Saved data entries
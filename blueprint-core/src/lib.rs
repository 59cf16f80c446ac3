//! Blueprint core library: manifest types, variable resolution, conditions,
//! and the blueprint registry.
//!
//! Public API surface:
//! - [`types`]: manifest structs, [`RawValue`] and typed [`Value`]
//! - [`context`]: [`GenerationContext`]
//! - [`variables`]: [`variables::resolve`]
//! - [`condition`]: [`Condition`] parse / evaluate
//! - [`registry`]: [`load_manifest`], [`Registry`]
//! - [`error`]: per-component errors and the shared [`ErrorKind`]

pub mod condition;
pub mod context;
pub mod error;
pub mod registry;
pub mod types;
pub mod variables;

pub use condition::{Condition, VariableLookup};
pub use context::GenerationContext;
pub use error::{ConditionError, ErrorKind, RegistryError, VariableError};
pub use registry::{load_manifest, Registry};
pub use types::{
    BlueprintManifest, Conditional, DependencyEntry, FileEntry, PostHook, RawValue, Value,
    VarType, VariableDef,
};
pub use variables::VariableInput;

▶ Task instructions: In the records above, find each line holding "types" and copy it.

▶ Your solution:
//! Blueprint core library: manifest types, variable resolution, conditions,
//! - [`types`]: manifest structs, [`RawValue`] and typed [`Value`]
pub mod types;
pub use types::{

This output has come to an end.